In standardized IPTW, patients in the blinatumomab group were almost twice as likely to achieve a CR-full rate as the combined historical control group (OR, 1.82; 95% CI, 0.74–4.51). The HR for death with blinatumomab group versus historical controls was 0.65 (95% CI, 0.44–0.94) (Table 2).

Through historical comparator data from pediatric patients with R/R BCP-ALL and application of two analytical approaches, it was possible to compare the efficacy of blinatumomab from a single-arm, phase 1/2 study with that of historical SOC therapy. Single-agent blinatumomab treatment was associated with longer OS and a trend for higher CR-full in comparison with SOC chemotherapy, suggesting that the agent compares favorably with historical approaches.

We acknowledge that this study may have limitations: the weighted analysis relies on categorization by prognostic variables and stratifying by prognostic factors may not be sufficient for controlling confounding factors. Differences in data availability and collection among study populations can result in the exclusion of potentially important confounders in the PS model (e.g., physician’s reasons for treating patients with blinatumomab versus chemotherapy). Conclusions of propensity-adjusted analyses are limited by availability of overlapping covariates in the three study datasets. Finally, the limited sample size could reduce the power to detect clinically meaningful differences between groups. Nonetheless, this study has several strengths. Data were included from patients across six countries worldwide; pooling these data removed some of the noise observed when datasets were considered individually. Stratified and weighted analyses were used at the patient level to provide optimal data summaries.
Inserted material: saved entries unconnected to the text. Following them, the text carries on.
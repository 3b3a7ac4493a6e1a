//! Identifier and kind types shared by tasks, documents and sprints.

use super::{ParseEntityKindError, WorkspaceDomainError};
use serde::{Deserialize, Serialize};
use std::fmt;

/// Identifier assigned by a workspace provider.
///
/// Providers own identifier allocation, so the value is opaque text rather
/// than a UUID.
#[derive(Debug, Clone, PartialEq, Eq, Hash, PartialOrd, Ord, Serialize, Deserialize)]
#[serde(transparent)]
pub struct EntityId(String);

impl EntityId {
    /// Creates a validated identifier.
    ///
    /// # Errors
    ///
    /// Returns [`WorkspaceDomainError::EmptyId`] when the value is blank.
    pub fn new(value: impl Into<String>) -> Result<Self, WorkspaceDomainError> {
        let raw = value.into();
        let trimmed = raw.trim();
        if trimmed.is_empty() {
            return Err(WorkspaceDomainError::EmptyId);
        }
        Ok(Self(trimmed.to_owned()))
    }

    /// Returns the identifier as `str`.
    #[must_use]
    pub fn as_str(&self) -> &str {
        &self.0
    }
}

impl AsRef<str> for EntityId {
    fn as_ref(&self) -> &str {
        self.as_str()
    }
}

impl fmt::Display for EntityId {
    fn fmt(&self, f: &mut fmt::Formatter<'_>) -> fmt::Result {
        write!(f, "{}", self.0)
    }
}

/// The kind of workspace entity a record or artifact refers to.
#[derive(Debug, Clone, Copy, PartialEq, Eq, Hash, Serialize, Deserialize)]
#[serde(rename_all = "snake_case")]
pub enum EntityKind {
    /// A board task.
    Task,
    /// A document in the document tree.
    Document,
    /// A sprint.
    Sprint,
}

impl EntityKind {
    /// Returns the canonical string representation.
    #[must_use]
    pub const fn as_str(self) -> &'static str {
        match self {
            Self::Task => "task",
            Self::Document => "document",
            Self::Sprint => "sprint",
        }
    }
}

impl TryFrom<&str> for EntityKind {
    type Error = ParseEntityKindError;

    fn try_from(value: &str) -> Result<Self, Self::Error> {
        match value.trim().to_ascii_lowercase().as_str() {
            "task" => Ok(Self::Task),
            "document" | "doc" => Ok(Self::Document),
            "sprint" => Ok(Self::Sprint),
            _ => Err(ParseEntityKindError(value.to_owned())),
        }
    }
}

impl fmt::Display for EntityKind {
    fn fmt(&self, f: &mut fmt::Formatter<'_>) -> fmt::Result {
        f.write_str(self.as_str())
    }
}
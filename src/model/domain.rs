//! Provider-neutral request and response types.

use serde::{Deserialize, Serialize};
use serde_json::Value;

/// Describes what a model provider supports.
///
/// Resolved when the provider is constructed; callers never query it per call.
#[derive(Debug, Clone, Copy, PartialEq, Eq, Serialize, Deserialize)]
pub struct ModelCapabilities {
    supports_tool_binding: bool,
    supports_json_mode: bool,
}

impl ModelCapabilities {
    /// Creates capabilities from the two flags.
    #[must_use]
    pub const fn new(supports_tool_binding: bool, supports_json_mode: bool) -> Self {
        Self {
            supports_tool_binding,
            supports_json_mode,
        }
    }

    /// Returns whether tool specifications can be bound to a request.
    #[must_use]
    pub const fn supports_tool_binding(&self) -> bool {
        self.supports_tool_binding
    }

    /// Returns whether the provider can be asked for a JSON-only reply.
    #[must_use]
    pub const fn supports_json_mode(&self) -> bool {
        self.supports_json_mode
    }
}

/// Role of a message sent to the model.
#[derive(Debug, Clone, Copy, PartialEq, Eq, Serialize, Deserialize)]
#[serde(rename_all = "lowercase")]
pub enum ModelRole {
    /// Instructions framing the conversation.
    System,
    /// Input from the user, including synthetic observation turns.
    User,
    /// Earlier model output.
    Assistant,
}

/// One message in a model transcript.
#[derive(Debug, Clone, PartialEq, Eq, Serialize, Deserialize)]
pub struct ModelMessage {
    /// Message role.
    pub role: ModelRole,
    /// Message text.
    pub content: String,
}

impl ModelMessage {
    /// Creates a system message.
    #[must_use]
    pub fn system(content: impl Into<String>) -> Self {
        Self {
            role: ModelRole::System,
            content: content.into(),
        }
    }

    /// Creates a user message.
    #[must_use]
    pub fn user(content: impl Into<String>) -> Self {
        Self {
            role: ModelRole::User,
            content: content.into(),
        }
    }

    /// Creates an assistant message.
    #[must_use]
    pub fn assistant(content: impl Into<String>) -> Self {
        Self {
            role: ModelRole::Assistant,
            content: content.into(),
        }
    }
}

/// A function the model may ask to call.
#[derive(Debug, Clone, PartialEq, Serialize, Deserialize)]
pub struct ToolSpec {
    /// Function name.
    pub name: String,
    /// What the function does.
    pub description: String,
    /// JSON schema of the arguments object.
    pub parameters: Value,
}

/// A function call requested by the model.
#[derive(Debug, Clone, PartialEq, Serialize, Deserialize)]
pub struct ToolCallRequest {
    /// Provider-assigned call identifier.
    pub id: String,
    /// Requested function name.
    pub name: String,
    /// Arguments as sent by the model.
    pub arguments: Value,
}

impl ToolCallRequest {
    /// Creates a tool call request.
    #[must_use]
    pub fn new(id: impl Into<String>, name: impl Into<String>, arguments: Value) -> Self {
        Self {
            id: id.into(),
            name: name.into(),
            arguments,
        }
    }
}

/// Output format requested from the model.
#[derive(Debug, Clone, Copy, Default, PartialEq, Eq, Serialize, Deserialize)]
#[serde(rename_all = "snake_case")]
pub enum ResponseFormat {
    /// Free text.
    #[default]
    Text,
    /// A single JSON object.
    Json,
}

/// A single model invocation.
#[derive(Debug, Clone, Default, PartialEq, Serialize, Deserialize)]
pub struct ModelRequest {
    /// Transcript, oldest first.
    pub messages: Vec<ModelMessage>,
    /// Functions bound to this call.
    #[serde(default, skip_serializing_if = "Vec::is_empty")]
    pub tools: Vec<ToolSpec>,
    /// Requested output format.
    #[serde(default)]
    pub response_format: ResponseFormat,
}

impl ModelRequest {
    /// Creates a free-text request with no tools.
    #[must_use]
    pub const fn new(messages: Vec<ModelMessage>) -> Self {
        Self {
            messages,
            tools: Vec::new(),
            response_format: ResponseFormat::Text,
        }
    }

    /// Binds tool specifications.
    #[must_use]
    pub fn with_tools(mut self, tools: Vec<ToolSpec>) -> Self {
        self.tools = tools;
        self
    }

    /// Requests a JSON-only reply.
    #[must_use]
    pub const fn json(mut self) -> Self {
        self.response_format = ResponseFormat::Json;
        self
    }
}

/// The model's reply.
#[derive(Debug, Clone, Default, PartialEq, Serialize, Deserialize)]
pub struct ModelResponse {
    /// Text content, possibly empty when only tool calls were returned.
    pub content: String,
    /// Requested tool calls in the order the model listed them.
    #[serde(default, skip_serializing_if = "Vec::is_empty")]
    pub tool_calls: Vec<ToolCallRequest>,
}

impl ModelResponse {
    /// Creates a text-only response.
    #[must_use]
    pub fn text(content: impl Into<String>) -> Self {
        Self {
            content: content.into(),
            tool_calls: Vec::new(),
        }
    }

    /// Attaches tool call requests.
    #[must_use]
    pub fn with_tool_calls(mut self, calls: Vec<ToolCallRequest>) -> Self {
        self.tool_calls = calls;
        self
    }

    /// Returns `true` when the model asked for at least one tool call.
    #[must_use]
    pub fn has_tool_calls(&self) -> bool {
        !self.tool_calls.is_empty()
    }
}
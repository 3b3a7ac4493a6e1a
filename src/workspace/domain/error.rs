//! Error types for workspace record validation and parsing.

use thiserror::Error;

/// Errors returned while constructing workspace values.
#[derive(Debug, Clone, Error, PartialEq, Eq)]
pub enum WorkspaceDomainError {
    /// The entity identifier is empty after trimming.
    #[error("entity identifier must not be empty")]
    EmptyId,

    /// A title is empty after trimming.
    #[error("{0} title must not be empty")]
    EmptyTitle(&'static str),
}

/// Error returned while parsing an entity kind.
#[derive(Debug, Clone, Error, PartialEq, Eq)]
#[error("unknown entity kind: {0}")]
pub struct ParseEntityKindError(pub String);
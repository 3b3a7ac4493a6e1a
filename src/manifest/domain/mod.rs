//! Domain types for the project manifest.

mod field;
mod manifest;

pub use field::{
    ManifestField, ParseManifestFieldError, REQUIRED_FIELD_COUNT, REQUIRED_FIELDS,
    completeness_score,
};
pub use manifest::{
    ManifestUpdate, ParseProjectPhaseError, ProjectManifest, ProjectPhase, RepositorySnapshot,
};
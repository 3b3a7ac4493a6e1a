//! Language model access.
//!
//! The [`ports::ModelProvider`] port is the only way the assistant talks to a
//! model. Adapters resolve what the backing model supports once, at
//! construction, and expose it through [`domain::ModelCapabilities`].

pub mod adapters;
pub mod domain;
pub mod ports;
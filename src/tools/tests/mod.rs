//! Tests for the workspace toolbox.

mod toolbox_tests;
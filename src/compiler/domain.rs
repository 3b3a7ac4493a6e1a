//! Compiler output types.

use crate::workspace::domain::{NewTask, TaskPriority, WorkspaceDomainError};
use serde::{Deserialize, Serialize};

/// Estimated effort of a compiled task.
///
/// Deserialisation is lenient: unknown labels become [`Complexity::Medium`].
#[derive(Debug, Clone, Copy, Default, PartialEq, Eq, Serialize, Deserialize)]
#[serde(rename_all = "lowercase", from = "String")]
pub enum Complexity {
    /// Small, well-understood work.
    Low,
    /// Typical work.
    #[default]
    Medium,
    /// Large or risky work.
    High,
}

impl From<String> for Complexity {
    fn from(value: String) -> Self {
        match value.trim().to_ascii_lowercase().as_str() {
            "low" | "small" | "easy" => Self::Low,
            "high" | "large" | "hard" => Self::High,
            _ => Self::Medium,
        }
    }
}

impl Complexity {
    /// Maps complexity onto task priority: high to high, low to low, and
    /// everything else to medium.
    #[must_use]
    pub const fn priority(self) -> TaskPriority {
        match self {
            Self::High => TaskPriority::High,
            Self::Low => TaskPriority::Low,
            Self::Medium => TaskPriority::Medium,
        }
    }
}

/// One task proposed by the compiler.
#[derive(Debug, Clone, PartialEq, Eq, Serialize, Deserialize)]
#[serde(rename_all = "camelCase")]
pub struct CompiledTask {
    /// Task title.
    pub title: String,
    /// Task description.
    #[serde(default)]
    pub description: String,
    /// Checklist items that define done.
    #[serde(default, alias = "acceptance_criteria")]
    pub acceptance_criteria: Vec<String>,
    /// Estimated effort.
    #[serde(default, alias = "estimated_complexity")]
    pub estimated_complexity: Complexity,
    /// Titles of tasks this one depends on.
    #[serde(default)]
    pub dependencies: Vec<String>,
}

impl CompiledTask {
    /// Returns the priority the persisted task receives.
    #[must_use]
    pub const fn priority(&self) -> TaskPriority {
        self.estimated_complexity.priority()
    }

    /// Builds the task payload, appending acceptance criteria and
    /// dependencies to the description.
    ///
    /// # Errors
    ///
    /// Returns [`WorkspaceDomainError::EmptyTitle`] when the title is blank.
    pub fn to_new_task(&self) -> Result<NewTask, WorkspaceDomainError> {
        let mut description = self.description.trim().to_owned();
        if !self.acceptance_criteria.is_empty() {
            description.push_str("\n\n## Acceptance Criteria");
            for criterion in &self.acceptance_criteria {
                description.push_str("\n- [ ] ");
                description.push_str(criterion.trim());
            }
        }
        if !self.dependencies.is_empty() {
            description.push_str("\n\nDepends on: ");
            description.push_str(&self.dependencies.join(", "));
        }
        Ok(NewTask::new(self.title.trim())?
            .with_description(description.trim_start())
            .with_priority(self.priority()))
    }
}

/// Everything the compiler produced for one document.
#[derive(Debug, Clone, Default, PartialEq, Eq, Serialize, Deserialize)]
pub struct CompilationOutput {
    /// Proposed tasks, in document order.
    #[serde(default)]
    pub tasks: Vec<CompiledTask>,
    /// Problems the compiler noticed in the document.
    #[serde(default)]
    pub warnings: Vec<String>,
}
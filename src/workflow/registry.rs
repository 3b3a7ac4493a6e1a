//! The workflow trait and the ordered registry used for dispatch.

use super::{TurnContext, WorkflowError, WorkflowOutput};
use crate::config::ConfigError;
use crate::conversation::domain::{AgentState, Mode};
use crate::intent::Intent;
use async_trait::async_trait;
use serde::{Deserialize, Serialize};
use std::fmt;
use std::sync::Arc;
use thiserror::Error;

/// Identifies a workflow.
#[derive(Debug, Clone, Copy, PartialEq, Eq, Hash, Serialize, Deserialize)]
#[serde(rename_all = "snake_case")]
pub enum WorkflowKind {
    /// Manifest interview.
    Interview,
    /// Questions about the workspace.
    Query,
    /// Brainstorming.
    Idea,
    /// Document writing.
    Documenting,
    /// Document compilation.
    Compiling,
    /// Sprint planning.
    Planning,
    /// Progress review.
    Analyzing,
    /// General execution; the fallback.
    Execution,
}

impl WorkflowKind {
    /// Returns the snake-case name.
    #[must_use]
    pub const fn as_str(self) -> &'static str {
        match self {
            Self::Interview => "interview",
            Self::Query => "query",
            Self::Idea => "idea",
            Self::Documenting => "documenting",
            Self::Compiling => "compiling",
            Self::Planning => "planning",
            Self::Analyzing => "analyzing",
            Self::Execution => "execution",
        }
    }
}

impl fmt::Display for WorkflowKind {
    fn fmt(&self, f: &mut fmt::Formatter<'_>) -> fmt::Result {
        f.write_str(self.as_str())
    }
}

/// A handler specialised to one conversational purpose.
#[async_trait]
pub trait Workflow: Send + Sync {
    /// Returns the workflow's identity.
    fn kind(&self) -> WorkflowKind;

    /// Returns the mode the engine enters after this workflow runs.
    fn mode(&self) -> Mode;

    /// Returns `true` when this workflow should handle `intent` in `mode`.
    fn supports(&self, intent: Intent, mode: Mode) -> bool;

    /// Handles the turn, mutating the draft state.
    ///
    /// # Errors
    ///
    /// Returns [`WorkflowError`] when the turn cannot complete.
    async fn execute(
        &self,
        state: &mut AgentState,
        turn: &TurnContext<'_>,
    ) -> Result<WorkflowOutput, WorkflowError>;
}

/// The standard acceptance rule: a workflow takes its own intent, and keeps
/// an ambiguous turn while the engine is already in its mode.
#[must_use]
pub fn accepts(own_intent: Intent, own_mode: Mode, intent: Intent, mode: Mode) -> bool {
    intent == own_intent || (intent == Intent::Unclear && mode == own_mode)
}

/// Errors raised while building a registry.
#[derive(Debug, Clone, PartialEq, Eq, Error)]
pub enum RegistryError {
    /// Two workflows share a kind.
    #[error("workflow {0} registered twice")]
    DuplicateKind(WorkflowKind),

    /// The limits the roster would be built with are out of range.
    #[error("invalid agent configuration: {0}")]
    Config(#[from] ConfigError),
}

/// Collects workflows in dispatch order.
#[derive(Default)]
pub struct WorkflowRegistryBuilder {
    routes: Vec<Arc<dyn Workflow>>,
}

impl WorkflowRegistryBuilder {
    /// Creates an empty builder.
    #[must_use]
    pub fn new() -> Self {
        Self::default()
    }

    /// Appends a workflow; earlier routes take precedence.
    #[must_use]
    pub fn route(mut self, workflow: Arc<dyn Workflow>) -> Self {
        self.routes.push(workflow);
        self
    }

    /// Finishes the registry with `fallback` as the final, unconditional
    /// entry.
    ///
    /// # Errors
    ///
    /// Returns [`RegistryError::DuplicateKind`] when two workflows, the
    /// fallback included, share a kind.
    pub fn build(self, fallback: Arc<dyn Workflow>) -> Result<WorkflowRegistry, RegistryError> {
        let mut seen = vec![fallback.kind()];
        for workflow in &self.routes {
            let kind = workflow.kind();
            if seen.contains(&kind) {
                return Err(RegistryError::DuplicateKind(kind));
            }
            seen.push(kind);
        }
        Ok(WorkflowRegistry {
            routes: self.routes,
            fallback,
        })
    }
}

/// An ordered set of workflows ending in exactly one fallback.
#[derive(Clone)]
pub struct WorkflowRegistry {
    routes: Vec<Arc<dyn Workflow>>,
    fallback: Arc<dyn Workflow>,
}

impl WorkflowRegistry {
    /// Selects the first route supporting `intent` in `mode`, or the
    /// fallback.
    ///
    /// Selection depends only on the registry order and its arguments.
    #[must_use]
    pub fn select(&self, intent: Intent, mode: Mode) -> &dyn Workflow {
        self.routes
            .iter()
            .find(|workflow| workflow.supports(intent, mode))
            .unwrap_or(&self.fallback)
            .as_ref()
    }

    /// Returns the workflow kinds in dispatch order, fallback last.
    #[must_use]
    pub fn kinds(&self) -> Vec<WorkflowKind> {
        self.routes
            .iter()
            .chain(std::iter::once(&self.fallback))
            .map(|workflow| workflow.kind())
            .collect()
    }
}
//! Services that maintain the manifest across turns.

mod state;

pub use state::{InterviewProgress, ManifestStateManager};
This study revealed differences in outcomes by important stratifying factors: in the combined subgroups analyses, median OS was shortest in patients <6 years, in those with 11q23 abnormalities, in those with refractory disease and who had received their last treatment line <6 months from the event qualifying for study-entry. Similar trends were observed in the blinatumomab cohort, except that younger patients appeared to respond better than older patients [4]. Defining age groups according to International Council of Harmonization guidelines [10], resulted into no difference in efficacy across age groups.

Altogether, these data provide support to the efficacy of blinatumomab in R/R BCP-ALL.